## Exercise goal
Your answer must consist of every line from the data below that includes the word "PlatformFetcher".

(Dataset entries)
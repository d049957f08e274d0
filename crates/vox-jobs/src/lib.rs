//! # vox-jobs
//!
//! Asynchronous transcription job engine for vox.
//!
//! This crate provides:
//! - Submission and session-scoped reads via [`JobScheduler`]
//! - A bounded pool of executors consuming the dispatch queue
//! - Retry decisions with capped exponential backoff
//! - Progress notifications via broadcast channels
//!
//! ## Example
//!
//! ```ignore
//! use std::sync::Arc;
//! use vox_db::Database;
//! use vox_inference::{PlatformFetcher, WhisperBackend};
//! use vox_jobs::{
//!     FileTranscribeHandler, JobScheduler, RetryPolicy, UrlTranscribeHandler, WorkerBuilder,
//!     WorkerConfig,
//! };
//!
//! let db = Database::in_memory("uploads", "transcriptions");
//! let backend = Arc::new(WhisperBackend::from_env().unwrap());
//! let fetcher = Arc::new(PlatformFetcher::from_env());
//!
//! let worker = WorkerBuilder::new(db.clone())
//!     .with_config(WorkerConfig::from_env())
//!     .with_policy(RetryPolicy::from_env())
//!     .with_handler(FileTranscribeHandler::new(backend.clone(), db.files.clone()))
//!     .with_handler(UrlTranscribeHandler::new(backend, fetcher.clone()))
//!     .build()
//!     .await;
//! let handle = worker.start();
//!
//! let scheduler = JobScheduler::new(db, fetcher);
//! let job = scheduler.submit_url(&session_id, "https://example.com/talk.mp3").await?;
//!
//! // Graceful shutdown
//! handle.shutdown().await?;
//! ```

pub mod adapters;
pub mod handler;
pub mod retry;
pub mod scheduler;
pub mod status;
pub mod worker;

// Re-export core types
pub use vox_core::*;

pub use adapters::{Chunking, FileTranscribeHandler, UrlTranscribeHandler};
pub use handler::{JobContext, JobHandler, JobResult, NoOpHandler};
pub use retry::{RetryDecision, RetryPolicy};
pub use scheduler::{JobScheduler, TranscriptDownload};
pub use status::{JobView, SessionJobs, SessionStatus};
pub use worker::{JobWorker, WorkerBuilder, WorkerConfig, WorkerEvent, WorkerHandle};
use axum::body::Body;
use axum::http::{header, Request, StatusCode};
use axum::Router;
use serde_json::Value;
use tempfile::TempDir;
use tower::ServiceExt;

use vox_api::{router, ApiConfig, AppState};
use vox_db::Database;
use vox_inference::mock::{MockFetcher, MockSummarizer, MockTranscriptionBackend};
use vox_jobs::{
    FileTranscribeHandler, JobScheduler, RetryPolicy, UrlTranscribeHandler, WorkerBuilder,
    WorkerConfig, WorkerHandle,
};

const BOUNDARY: &str = "vox-test-boundary";

struct TestApp {
    app: Router,
    db: Database,
    _handle: WorkerHandle,
    _dir: TempDir,
}

struct Options {
    worker_enabled: bool,
    summarizer: bool,
    fetcher: MockFetcher,
    max_upload_bytes: u64,
}

impl Default for Options {
    fn default() -> Self {
        Self {
            worker_enabled: true,
            summarizer: true,
            fetcher: MockFetcher::succeeding(),
            max_upload_bytes: 10 * 1024 * 1024,
        }
    }
}

async fn test_app(opts: Options) -> TestApp {
    let dir = tempfile::tempdir().unwrap();
    let db = Database::in_memory(dir.path().join("uploads"), dir.path().join("transcripts"));
    let backend = Arc::new(MockTranscriptionBackend::succeeding(
        "Thanks for joining the weekly sync.",
    ));
    let fetcher = Arc::new(opts.fetcher);
    let policy = RetryPolicy::default()
        .with_delays(Duration::from_millis(5), Duration::from_millis(20));

    let worker = WorkerBuilder::new(db.clone())
        .with_config(
            WorkerConfig::default()
                .with_max_concurrent(2)
                .with_enabled(opts.worker_enabled),
        )
        .with_policy(policy.clone())
        .with_handler(FileTranscribeHandler::new(backend.clone(), db.files.clone()))
        .with_handler(UrlTranscribeHandler::new(backend.clone(), fetcher.clone()))
        .build()
        .await;
    let handle = worker.start();

    let mut scheduler = JobScheduler::new(db.clone(), fetcher.clone())
        .with_policy(policy)
        .with_max_upload_bytes(opts.max_upload_bytes);
    let mut state = AppState::new(scheduler.clone(), backend, fetcher);
    if opts.summarizer {
        let summarizer = Arc::new(MockSummarizer::echoing());
        scheduler = scheduler.with_summarizer(summarizer.clone());
        state = state.with_summarizer(summarizer);
    }
    state.scheduler = scheduler;

    let config = ApiConfig {
        max_content_length: opts.max_upload_bytes,
        ..ApiConfig::default()
    };

    TestApp {
        app: router(state, &config),
        db,
        _handle: handle,
        _dir: dir,
    }
}

struct Reply {
    status: StatusCode,
    headers: axum::http::HeaderMap,
    body: Vec<u8>,
}

impl Reply {
    fn json(&self) -> Value {
        serde_json::from_slice(&self.body).unwrap()
    }

    fn session_cookie(&self) -> Option<String> {
        self.headers
            .get(header::SET_COOKIE)
            .and_then(|v| v.to_str().ok())
            .and_then(|v| v.split(';').next())
            .map(str::to_string)
    }
}

impl TestApp {
    async fn send(&self, request: Request<Body>) -> Reply {
        let response = self.app.clone().oneshot(request).await.unwrap();
        let status = response.status();
        let headers = response.headers().clone();
        let body = axum::body::to_bytes(response.into_body(), usize::MAX)
            .await
            .unwrap()
            .to_vec();
        Reply {
            status,
            headers,
            body,
        }
    }

    async fn get(&self, uri: &str, cookie: &str) -> Reply {
        let request = Request::get(uri)
            .header(header::COOKIE, cookie)
            .body(Body::empty())
            .unwrap();
        self.send(request).await
    }

    async fn post_json(&self, uri: &str, cookie: &str, body: Value) -> Reply {
        let request = Request::post(uri)
            .header(header::COOKIE, cookie)
            .header(header::CONTENT_TYPE, "application/json")
            .body(Body::from(body.to_string()))
            .unwrap();
        self.send(request).await
    }

    async fn post_empty(&self, uri: &str, cookie: &str) -> Reply {
        let request = Request::post(uri)
            .header(header::COOKIE, cookie)
            .body(Body::empty())
            .unwrap();
        self.send(request).await
    }

    async fn upload(&self, cookie: &str, field: &str, filename: &str, data: &[u8]) -> Reply {
        let request = Request::post("/api/upload")
            .header(header::COOKIE, cookie)
            .header(
                header::CONTENT_TYPE,
                format!("multipart/form-data; boundary={BOUNDARY}"),
            )
            .body(Body::from(multipart_body(field, filename, data)))
            .unwrap();
        self.send(request).await
    }

    /// Poll the status endpoint until the job leaves the queue for good.
    async fn wait_terminal(&self, cookie: &str, job_id: &str) -> Value {
        tokio::time::timeout(Duration::from_secs(10), async {
            loop {
                let reply = self.get(&format!("/api/job-status/{job_id}"), cookie).await;
                assert_eq!(reply.status, StatusCode::OK);
                let view = reply.json();
                if view["status"] == "completed" || view["status"] == "failed" {
                    return view;
                }
                tokio::time::sleep(Duration::from_millis(5)).await;
            }
        })
        .await
        .expect("job did not finish in time")
    }
}

fn multipart_body(field: &str, filename: &str, data: &[u8]) -> Vec<u8> {
    let mut body = format!(
        "--{BOUNDARY}\r\nContent-Disposition: form-data; name=\"{field}\"; filename=\"{filename}\"\r\nContent-Type: application/octet-stream\r\n\r\n"
    )
    .into_bytes();
    body.extend_from_slice(data);
    body.extend_from_slice(format!("\r\n--{BOUNDARY}--\r\n").as_bytes());
    body
}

## Output
//! use vox_inference::{PlatformFetcher, WhisperBackend};
//! let fetcher = Arc::new(PlatformFetcher::from_env());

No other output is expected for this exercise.